Infine l’Italia che il Lombardo vuol edificare dev’essere una «di cor». Termine più enigmatico, di cui il romanziere diffidava: qui certo allude a un sentimento di superiore dedizione al bene comune, di superamento
Pietro Gibellini 83 delle fazioni. Lo sappiamo bene: è il punto dolente e cruciale di allora e di adesso, il dramma vecchio e sempre nuovo della situazione italiana. È proprio perché il poeta guarda a questa necessità di costruire uno stile mentale e morale degli italiani che pone i «cor» in fondo, culmine di una
gradatio ascendente: si parte dall’«arme», lo strumento dolorosamente
necessario per cambiare la condizione storica del 1821, per arrivare al «cor», per costruire una patria fatta per la gente, non per i «potentati e qualificati personaggi». Si parte dalla realtà materiale per arrivare a quella spirituale: si muove dall’urgenza del presente per approdare al disegno di un futuro.

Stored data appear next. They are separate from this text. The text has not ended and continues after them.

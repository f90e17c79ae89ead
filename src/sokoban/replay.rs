#![warn(clippy::all, clippy::pedantic, clippy::nursery, clippy::cargo)]
//! Plays a move sequence against the rules, independently of the encoding.
//!
//! Used to check plans coming out of the solver.

use crate::sokoban::grid::{Grid, Move, Position};
use std::fmt::Display;

/// Why a move could not be played.
#[derive(Debug, Clone, Copy, PartialEq, Eq, derive_more::Display)]
pub enum Blocked {
    /// The player would walk into a wall or off the level.
    #[display("the player would hit a wall")]
    Wall,
    /// The pushed box would hit a wall, leave the level or hit another box.
    #[display("the box cannot be pushed")]
    Box,
}

/// A plan step that breaks the rules.
#[derive(Debug, Clone, Copy, PartialEq, Eq, derive_more::Display, derive_more::Error)]
#[display("move {step} ({mv}) is illegal: {reason}")]
pub struct ReplayError {
    /// 0-based index of the move in the plan.
    pub step: usize,
    /// The move itself.
    pub mv: Move,
    /// What blocks it.
    #[error(not(source))]
    pub reason: Blocked,
}

/// The dynamic part of a level: where the player and each box are.
#[derive(Debug, Clone, PartialEq, Eq)]
pub struct State<'a> {
    grid: &'a Grid,
    player: Position,
    boxes: Vec<Position>,
}

impl<'a> State<'a> {
    /// The start state of `grid`.
    #[must_use]
    pub fn initial(grid: &'a Grid) -> Self {
        Self {
            grid,
            player: grid.player_start(),
            boxes: grid.boxes().map(|(_, pos)| pos).collect(),
        }
    }

    /// The player's cell.
    #[must_use]
    pub const fn player(&self) -> Position {
        self.player
    }

    /// The box cells, in box identity order.
    #[must_use]
    pub fn boxes(&self) -> &[Position] {
        &self.boxes
    }

    /// Whether every box rests on a goal.
    #[must_use]
    pub fn is_solved(&self) -> bool {
        self.boxes.iter().all(|&b| self.grid.is_goal(b))
    }

    /// Plays one move, pushing a box if one is in the way.
    ///
    /// # Errors
    ///
    /// The [`Blocked`] reason if the move is illegal; the state is unchanged
    /// in that case.
    pub fn apply(&mut self, mv: Move) -> Result<(), Blocked> {
        let target = self.grid.open_step(self.player, mv).ok_or(Blocked::Wall)?;

        if let Some(i) = self.boxes.iter().position(|&b| b == target) {
            let pushed = self
                .grid
                .open_step(target, mv)
                .filter(|p| !self.boxes.contains(p))
                .ok_or(Blocked::Box)?;
            self.boxes[i] = pushed;
        }

        self.player = target;
        Ok(())
    }
}

impl Display for State<'_> {
    fn fmt(&self, f: &mut std::fmt::Formatter<'_>) -> std::fmt::Result {
        for x in 0..self.grid.rows() {
            let line: String = (0..self.grid.cols())
                .filter_map(|y| self.grid.position(x, y))
                .map(|p| self.grid.render_cell(p, self.player, &self.boxes))
                .collect();
            writeln!(f, "{line}")?;
        }
        Ok(())
    }
}

/// Plays `moves` from the start of `grid`.
///
/// # Returns
///
/// The final state; check [`State::is_solved`] to see whether the plan
/// actually solves the level.
///
/// # Errors
///
/// [`ReplayError`] at the first illegal move.
pub fn replay<'a>(grid: &'a Grid, moves: &[Move]) -> Result<State<'a>, ReplayError> {
    let mut state = State::initial(grid);
    for (step, &mv) in moves.iter().enumerate() {
        state
            .apply(mv)
            .map_err(|reason| ReplayError { step, mv, reason })?;
    }
    Ok(state)
}
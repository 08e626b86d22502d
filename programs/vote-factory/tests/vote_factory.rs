use std::collections::HashMap;

use anchor_lang::prelude::{AccountSerialize, Pubkey};
use vote_factory::{
    constants::UNDECIDABLE_RESULT, state::load_initialized, Ballot, ErrorCode, Question,
    QuestionState, Registry, VoterSlot,
};

fn key(n: u8) -> Pubkey {
    Pubkey::new_from_array([n; 32])
}

fn err(code: ErrorCode) -> anchor_lang::error::Error {
    code.into()
}

fn serialized<T: AccountSerialize>(account: &T) -> Vec<u8> {
    let mut data = Vec::new();
    account.try_serialize(&mut data).unwrap();
    data
}

const OWNER: u8 = 1;
const CREATOR: u8 = 2;
const USER: u8 = 3;

/// Stand-in for the on-chain account set: the registry, the question
/// accounts addressed by id, and the raw data of the ballot and voter-roll
/// PDAs. Addresses with no entry are accounts that were never created.
struct Deployment {
    registry: Registry,
    questions: Vec<Question>,
    ballots: HashMap<(u64, Pubkey), Vec<u8>>,
    roll: HashMap<(u64, u64), Vec<u8>>,
}

impl Deployment {
    fn new() -> Self {
        Self {
            registry: Registry::new(key(OWNER), 255),
            questions: Vec::new(),
            ballots: HashMap::new(),
            roll: HashMap::new(),
        }
    }

    fn create(&mut self, creator: u8, text: &str) -> u64 {
        let id = self.registry.next_question_id().unwrap();
        self.questions
            .push(Question::new(id, key(creator), text.to_string(), 254).unwrap());
        id
    }

    fn question(&mut self, id: u64) -> &mut Question {
        &mut self.questions[id as usize]
    }

    fn open(&mut self, creator: u8, answers: &[&str]) -> u64 {
        let id = self.create(creator, "Question 0");
        for answer in answers {
            self.question(id)
                .add_answer(key(creator), answer.to_string())
                .unwrap();
        }
        self.question(id).start(key(creator)).unwrap();
        id
    }

    /// Mirrors the `cast` instruction: the ballot is created on demand and
    /// reused afterwards, and a roll entry is written for new voters only.
    fn cast(&mut self, id: u64, voter: u8, answer_id: u16) -> anchor_lang::Result<bool> {
        let voter = key(voter);
        let mut ballot = self.load_ballot(id, voter).unwrap_or_default();

        let slot = self.questions[id as usize].cast(voter, answer_id, &mut ballot)?;
        let Some(slot) = slot else {
            return Ok(false);
        };

        self.ballots.insert((id, voter), serialized(&ballot));
        self.roll.insert((id, slot.rank), serialized(&slot));
        Ok(true)
    }

    fn load_ballot(&self, id: u64, voter: Pubkey) -> Option<Ballot> {
        let data = self.ballots.get(&(id, voter)).cloned().unwrap_or_default();
        load_initialized(&vote_factory::ID, &data).unwrap()
    }

    /// Mirrors the `voter_choice` accessor.
    fn choice(&self, id: u64, voter: u8) -> Option<u16> {
        self.load_ballot(id, key(voter)).map(|ballot| ballot.answer_id)
    }

    /// Mirrors the `voter_at` accessor.
    fn voter_at(&self, id: u64, rank: u64) -> anchor_lang::Result<Pubkey> {
        let data = self.roll.get(&(id, rank)).cloned().unwrap_or_default();
        let slot = load_initialized::<VoterSlot>(&vote_factory::ID, &data)?;
        self.questions[id as usize].voter_at(rank, slot.as_ref())
    }
}

#[test]
fn vote_created() {
    let mut deployment = Deployment::new();
    let id = deployment.create(CREATOR, "Question 0");
    assert_eq!(id, 0);
    assert_eq!(deployment.question(0).question, "Question 0");
    assert_eq!(deployment.question(0).creator, key(CREATOR));
}

#[test]
fn answer_added_by_creator() {
    let mut deployment = Deployment::new();
    let id = deployment.create(CREATOR, "Question 0");
    let question = deployment.question(id);

    assert_eq!(question.add_answer(key(CREATOR), "Answer 0".into()).unwrap(), 0);
    assert_eq!(question.answer(0).unwrap(), "Answer 0");
}

#[test]
fn answer_added_by_user_is_rejected() {
    let mut deployment = Deployment::new();
    let id = deployment.create(CREATOR, "Question 0");
    let question = deployment.question(id);

    assert_eq!(
        question.add_answer(key(USER), "Answer 0".into()).unwrap_err(),
        err(ErrorCode::Unauthorized)
    );
    assert!(question.answers.is_empty());
}

#[test]
fn vote_initial_started_stopped() {
    let mut deployment = Deployment::new();
    let id = deployment.open(CREATOR, &["Answer 0", "Answer 1"]);
    assert_eq!(deployment.question(id).state, QuestionState::Started);

    deployment.question(id).stop(key(CREATOR)).unwrap();
    assert_eq!(deployment.question(id).state, QuestionState::Stopped);
}

#[test]
fn vote_not_started_with_fewer_than_two_answers() {
    let mut deployment = Deployment::new();
    let id = deployment.create(CREATOR, "Question 0");
    let question = deployment.question(id);
    question.add_answer(key(CREATOR), "Answer 0".into()).unwrap();

    assert_eq!(
        question.start(key(CREATOR)).unwrap_err(),
        err(ErrorCode::NotEnoughAnswers)
    );
    assert_eq!(question.state, QuestionState::Initial);
}

#[test]
fn vote_not_stopped_unless_started() {
    let mut deployment = Deployment::new();
    let id = deployment.create(CREATOR, "Question 0");

    assert_eq!(
        deployment.question(id).stop(key(CREATOR)).unwrap_err(),
        err(ErrorCode::InvalidState)
    );
    assert_eq!(deployment.question(id).state, QuestionState::Initial);
}

#[test]
fn answer_not_added_once_started() {
    let mut deployment = Deployment::new();
    let id = deployment.open(CREATOR, &["Answer 0", "Answer 1"]);

    assert_eq!(
        deployment
            .question(id)
            .add_answer(key(CREATOR), "Answer 2".into())
            .unwrap_err(),
        err(ErrorCode::InvalidState)
    );
    assert_eq!(deployment.question(id).answers.len(), 2);
}

#[test]
fn repeated_cast_keeps_first_choice() {
    let mut deployment = Deployment::new();
    let id = deployment.open(CREATOR, &["Answer 0", "Answer 1"]);

    assert!(deployment.cast(id, USER, 1).unwrap());
    assert!(!deployment.cast(id, USER, 0).unwrap());
    assert_eq!(deployment.choice(id, USER), Some(1));
    assert_eq!(deployment.question(id).votes, vec![0, 1]);
    assert_eq!(deployment.question(id).voter_count, 1);
    assert_eq!(deployment.voter_at(id, 0).unwrap(), key(USER));
}

#[test]
fn choice_of_non_voter_is_none() {
    let mut deployment = Deployment::new();
    let id = deployment.open(CREATOR, &["Answer 0", "Answer 1"]);
    assert_eq!(deployment.choice(id, USER), None);

    deployment.cast(id, USER, 0).unwrap();
    assert_eq!(deployment.choice(id, USER), Some(0));
    assert_eq!(deployment.choice(id, CREATOR), None);
}

#[test]
fn roll_lists_voters_in_cast_order() {
    let mut deployment = Deployment::new();
    let id = deployment.open(CREATOR, &["Answer 0", "Answer 1"]);

    deployment.cast(id, 12, 0).unwrap();
    deployment.cast(id, 10, 1).unwrap();
    deployment.cast(id, 12, 1).unwrap();
    deployment.cast(id, CREATOR, 1).unwrap();
    deployment.question(id).stop(key(CREATOR)).unwrap();

    assert_eq!(deployment.question(id).voter_count, 3);
    assert_eq!(deployment.voter_at(id, 0).unwrap(), key(12));
    assert_eq!(deployment.voter_at(id, 1).unwrap(), key(10));
    assert_eq!(deployment.voter_at(id, 2).unwrap(), key(CREATOR));
    assert_eq!(
        deployment.voter_at(id, 3).unwrap_err(),
        err(ErrorCode::VoterNotFound)
    );
    assert_eq!(deployment.question(id).answer_count(), 2);
}

#[test]
fn plurality_wins() {
    let mut deployment = Deployment::new();
    let id = deployment.open(CREATOR, &["Answer 0", "Answer 1"]);

    deployment.cast(id, 10, 0).unwrap();
    deployment.cast(id, 11, 0).unwrap();
    deployment.cast(id, 12, 1).unwrap();

    assert_eq!(
        deployment.question(id).results().unwrap_err(),
        err(ErrorCode::InvalidState)
    );
    deployment.question(id).stop(key(CREATOR)).unwrap();
    assert_eq!(deployment.question(id).results().unwrap(), "Answer 0");
}

#[test]
fn tied_leaders_are_undecidable() {
    let mut deployment = Deployment::new();
    let id = deployment.open(CREATOR, &["Answer 0", "Answer 1"]);

    deployment.cast(id, 10, 0).unwrap();
    deployment.cast(id, 11, 1).unwrap();
    // a change of mind does not break the tie
    deployment.cast(id, 11, 0).unwrap();

    deployment.question(id).stop(key(CREATOR)).unwrap();
    assert_eq!(deployment.question(id).results().unwrap(), UNDECIDABLE_RESULT);
}

#[test]
fn transfer_ownership() {
    let mut deployment = Deployment::new();

    assert_eq!(
        deployment
            .registry
            .transfer_ownership(key(USER), key(USER))
            .unwrap_err(),
        err(ErrorCode::Unauthorized)
    );

    deployment
        .registry
        .transfer_ownership(key(OWNER), key(USER))
        .unwrap();
    assert_eq!(deployment.registry.owner, key(USER));
    assert!(deployment
        .registry
        .transfer_ownership(key(OWNER), key(OWNER))
        .is_err());
}

#[test]
fn registry_owner_has_no_say_over_questions() {
    let mut deployment = Deployment::new();
    let id = deployment.create(CREATOR, "Question 0");

    assert_eq!(
        deployment
            .question(id)
            .set_question(key(OWNER), "hijacked".into())
            .unwrap_err(),
        err(ErrorCode::Unauthorized)
    );
}

#[test]
fn questions_are_independent() {
    let mut deployment = Deployment::new();
    let first = deployment.open(CREATOR, &["Answer 0", "Answer 1"]);
    let second = deployment.create(USER, "Question 1");
    assert_eq!((first, second), (0, 1));

    deployment.cast(first, 10, 1).unwrap();
    deployment
        .question(second)
        .add_answer(key(USER), "Other 0".into())
        .unwrap();

    assert_eq!(deployment.choice(first, 10), Some(1));
    assert_eq!(deployment.choice(second, 10), None);
    assert_eq!(deployment.question(second).state, QuestionState::Initial);
    assert_eq!(deployment.question(first).answers.len(), 2);
    assert_eq!(deployment.question(second).answers.len(), 1);
    assert_eq!(deployment.question(second).voter_count, 0);

    // the first question's creator has no authority over the second
    assert_eq!(
        deployment.question(second).start(key(CREATOR)).unwrap_err(),
        err(ErrorCode::Unauthorized)
    );
}

#[test]
fn replay_reproduces_results() {
    let run = || {
        let mut deployment = Deployment::new();
        let id = deployment.open(CREATOR, &["Answer 0", "Answer 1", "Answer 2"]);
        for (voter, answer_id) in [(10, 2), (11, 1), (12, 2), (11, 2), (13, 0)] {
            deployment.cast(id, voter, answer_id).unwrap();
        }
        deployment.question(id).stop(key(CREATOR)).unwrap();
        (
            deployment.question(id).votes.clone(),
            (0..4)
                .map(|rank| deployment.voter_at(id, rank).unwrap())
                .collect::<Vec<_>>(),
            deployment.question(id).results().unwrap(),
        )
    };

    let (votes, voters, result) = run();
    assert_eq!(votes, vec![1, 1, 2]);
    assert_eq!(voters, vec![key(10), key(11), key(12), key(13)]);
    assert_eq!(result, "Answer 2");
    assert_eq!(run(), (votes, voters, result));
}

Del resto, il Manzoni del ’21 stava mettendo mano alle tragedie: nel Conte di Carmagnola egli evocava i fatti di Maclodio per denunciare la vocazione italica alle contese fratricide; nell’Adelchi la guerra tra i Franchi e i Longobardi prefigurava quella fra Napoleone e gli Asburgo per il dominio in Italia.
Avrebbe progettato la terza tragedia, l’incompiuto Spartaco, ovvero la tragedia della lotta di classe, prevedendo la questione sociale che sarebbe esplosa con la nuova Italia. Pensava già all’Italia degli italiani e non alla semplice Italia del tricolore.